▸ Study material:
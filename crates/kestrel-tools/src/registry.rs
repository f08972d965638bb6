//! The tool registry.
//!
//! One namespace over three tool kinds. Registration order is preserved so
//! the definitions advertised to the model are stable; name collisions are
//! rejected (first registration wins).

use std::collections::HashMap;
use std::path::PathBuf;
use std::sync::Arc;
use std::time::Duration;

use kestrel_mcp::{McpClient, McpServerConfig};
use kestrel_sandbox::SharedHandle;
use kestrel_types::ToolDefinition;

use crate::error::{Result, ToolError};
use crate::handler::LocalHandler;

/// Default health-wait budget for sandbox tools.
pub const DEFAULT_SANDBOX_HEALTH_TIMEOUT: Duration = Duration::from_secs(300);

/// Which backend executes a tool.
#[derive(Clone)]
pub enum ToolKind {
    /// In-process handler.
    Local(LocalHandler),
    /// Runs inside the thread's remote sandbox.
    Sandbox {
        /// The sandbox to execute in.
        handle: SharedHandle,
        /// How long to wait for sandbox health before the call.
        health_timeout: Duration,
    },
    /// Provided by an MCP server.
    Mcp {
        /// Connection the tool was discovered from.
        client: Arc<McpClient>,
    },
}

impl ToolKind {
    /// Kind name for logs.
    pub fn kind_name(&self) -> &'static str {
        match self {
            Self::Local(_) => "local",
            Self::Sandbox { .. } => "sandbox",
            Self::Mcp { .. } => "mcp",
        }
    }
}

/// A registered tool.
#[derive(Clone)]
pub struct ToolEntry {
    /// The definition advertised to the model.
    pub definition: ToolDefinition,
    /// Executing backend.
    pub kind: ToolKind,
}

/// Registry of all tools available to a session.
#[derive(Clone, Default)]
pub struct ToolRegistry {
    tools: HashMap<String, ToolEntry>,
    order: Vec<String>,
    broadcast_pipe: Option<PathBuf>,
}

impl ToolRegistry {
    /// Create an empty registry.
    pub fn new() -> Self {
        Self::default()
    }

    /// Set the broadcaster FIFO path used to stream MCP tool output.
    pub fn with_broadcast_pipe(mut self, path: impl Into<PathBuf>) -> Self {
        self.broadcast_pipe = Some(path.into());
        self
    }

    /// The configured broadcaster FIFO path, if any.
    pub fn broadcast_pipe(&self) -> Option<&PathBuf> {
        self.broadcast_pipe.as_ref()
    }

    fn insert(&mut self, entry: ToolEntry) -> Result<()> {
        let name = entry.definition.name.clone();
        if self.tools.contains_key(&name) {
            return Err(ToolError::Duplicate(name));
        }
        tracing::debug!(tool = %name, kind = entry.kind.kind_name(), "registered tool");
        self.order.push(name.clone());
        self.tools.insert(name, entry);
        Ok(())
    }

    /// Register an in-process tool.
    pub fn register_local(
        &mut self,
        definition: ToolDefinition,
        handler: LocalHandler,
    ) -> Result<()> {
        self.insert(ToolEntry {
            definition,
            kind: ToolKind::Local(handler),
        })
    }

    /// Register a sandbox-executed tool.
    pub fn register_sandbox(
        &mut self,
        definition: ToolDefinition,
        handle: SharedHandle,
        health_timeout: Duration,
    ) -> Result<()> {
        self.insert(ToolEntry {
            definition,
            kind: ToolKind::Sandbox {
                handle,
                health_timeout,
            },
        })
    }

    /// Register one discovered MCP tool.
    pub fn register_mcp(
        &mut self,
        definition: ToolDefinition,
        client: Arc<McpClient>,
    ) -> Result<()> {
        self.insert(ToolEntry {
            definition,
            kind: ToolKind::Mcp { client },
        })
    }

    /// Connect the configured MCP servers and register their tools.
    ///
    /// A server that fails to connect or initialize is logged and skipped;
    /// the rest of the session is unaffected. Within a server, a tool whose
    /// name is already taken is skipped with a warning.
    pub async fn connect_mcp_servers(&mut self, configs: Vec<McpServerConfig>) {
        for config in configs {
            let name = config.name.clone();
            let mut client = match McpClient::connect(config) {
                Ok(client) => client,
                Err(e) => {
                    tracing::warn!(server = %name, error = %e, "failed to connect MCP server, skipping");
                    continue;
                }
            };
            if let Err(e) = client.initialize().await {
                tracing::warn!(server = %name, error = %e, "failed to initialize MCP server, skipping");
                continue;
            }

            let client = Arc::new(client);
            let tools = match client.list_tools().await {
                Ok(tools) => tools,
                Err(e) => {
                    tracing::warn!(server = %name, error = %e, "failed to list MCP tools, skipping");
                    continue;
                }
            };

            let mut registered = 0usize;
            for tool in tools {
                let definition =
                    ToolDefinition::new(&tool.name, &tool.description, tool.input_schema.clone());
                match self.register_mcp(definition, client.clone()) {
                    Ok(()) => registered += 1,
                    Err(ToolError::Duplicate(tool_name)) => {
                        tracing::warn!(
                            server = %name,
                            tool = %tool_name,
                            "MCP tool name already taken, skipping"
                        );
                    }
                    Err(e) => {
                        tracing::warn!(server = %name, error = %e, "failed to register MCP tool");
                    }
                }
            }
            tracing::info!(server = %name, tools = registered, "MCP server connected");
        }
    }

    /// Look a tool up by name.
    pub fn get(&self, name: &str) -> Option<&ToolEntry> {
        self.tools.get(name)
    }

    /// Whether a tool exists.
    pub fn contains(&self, name: &str) -> bool {
        self.tools.contains_key(name)
    }

    /// Registered tool names, in registration order.
    pub fn names(&self) -> Vec<&str> {
        self.order.iter().map(String::as_str).collect()
    }

    /// Number of registered tools.
    pub fn len(&self) -> usize {
        self.tools.len()
    }

    /// Whether the registry is empty.
    pub fn is_empty(&self) -> bool {
        self.tools.is_empty()
    }

    /// All definitions, in registration order.
    pub fn definitions(&self) -> Vec<ToolDefinition> {
        self.order
            .iter()
            .filter_map(|name| self.tools.get(name))
            .map(|entry| entry.definition.clone())
            .collect()
    }

    /// All definitions in OpenAI function shape, for the model request.
    pub fn get_tools(&self) -> Vec<serde_json::Value> {
        self.definitions()
            .iter()
            .map(ToolDefinition::to_openai)
            .collect()
    }
}

impl std::fmt::Debug for ToolRegistry {
    fn fmt(&self, f: &mut std::fmt::Formatter<'_>) -> std::fmt::Result {
        f.debug_struct("ToolRegistry")
            .field("tools", &self.names())
            .finish()
    }
}

// ─────────────────────────────────────────────────────────────────────────────
// Tests
// ─────────────────────────────────────────────────────────────────────────────

#[cfg(test)]
mod tests {
    use super::*;
    use serde_json::json;

    fn definition(name: &str) -> ToolDefinition {
        ToolDefinition::new(name, "a test tool", json!({"type": "object", "properties": {}}))
    }

    fn echo_handler() -> LocalHandler {
        LocalHandler::sync(|args| Ok(args))
    }

    #[test]
    fn test_register_and_lookup() {
        let mut registry = ToolRegistry::new();
        registry
            .register_local(definition("get_weather"), echo_handler())
            .unwrap();

        assert!(registry.contains("get_weather"));
        assert!(!registry.contains("other"));
        assert_eq!(registry.len(), 1);
        assert_eq!(
            registry.get("get_weather").unwrap().kind.kind_name(),
            "local"
        );
    }

    #[test]
    fn test_duplicate_rejected() {
        let mut registry = ToolRegistry::new();
        registry
            .register_local(definition("shell"), echo_handler())
            .unwrap();

        let err = registry
            .register_local(definition("shell"), echo_handler())
            .unwrap_err();
        assert!(matches!(err, ToolError::Duplicate(name) if name == "shell"));
        // First registration wins.
        assert_eq!(registry.len(), 1);
    }

    #[test]
    fn test_definitions_in_registration_order() {
        let mut registry = ToolRegistry::new();
        registry
            .register_local(definition("beta"), echo_handler())
            .unwrap();
        registry
            .register_local(definition("alpha"), echo_handler())
            .unwrap();

        let names: Vec<String> = registry
            .definitions()
            .into_iter()
            .map(|d| d.name)
            .collect();
        assert_eq!(names, vec!["beta", "alpha"]);
    }

    #[test]
    fn test_get_tools_openai_shape() {
        let mut registry = ToolRegistry::new();
        registry
            .register_local(definition("count"), echo_handler())
            .unwrap();

        let tools = registry.get_tools();
        assert_eq!(tools.len(), 1);
        assert_eq!(tools[0]["type"], "function");
        assert_eq!(tools[0]["function"]["name"], "count");
    }

    #[tokio::test]
    async fn test_failed_mcp_server_skipped() {
        let mut registry = ToolRegistry::new();
        registry
            .connect_mcp_servers(vec![McpServerConfig::stdio(
                "ghost",
                "kestrel-no-such-server-cmd",
            )])
            .await;
        assert!(registry.is_empty());
    }
}
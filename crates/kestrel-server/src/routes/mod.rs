//! HTTP route handlers.

mod agent_run;
mod chat;
mod health;
mod models;
mod threads;

pub use agent_run::{agent_run_handler, thread_agent_run_handler};
pub use chat::{chat_handler, thread_chat_handler, ChatCompletionResponse};
pub use health::health_handler;
pub use models::models_handler;
pub use threads::{
    add_message_handler, create_thread_handler, delete_messages_handler, get_messages_handler,
};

▸ Exercise directions:
Work out how many lines of the listing above include the word "taken". Report only the number.

▸ Written answer:
2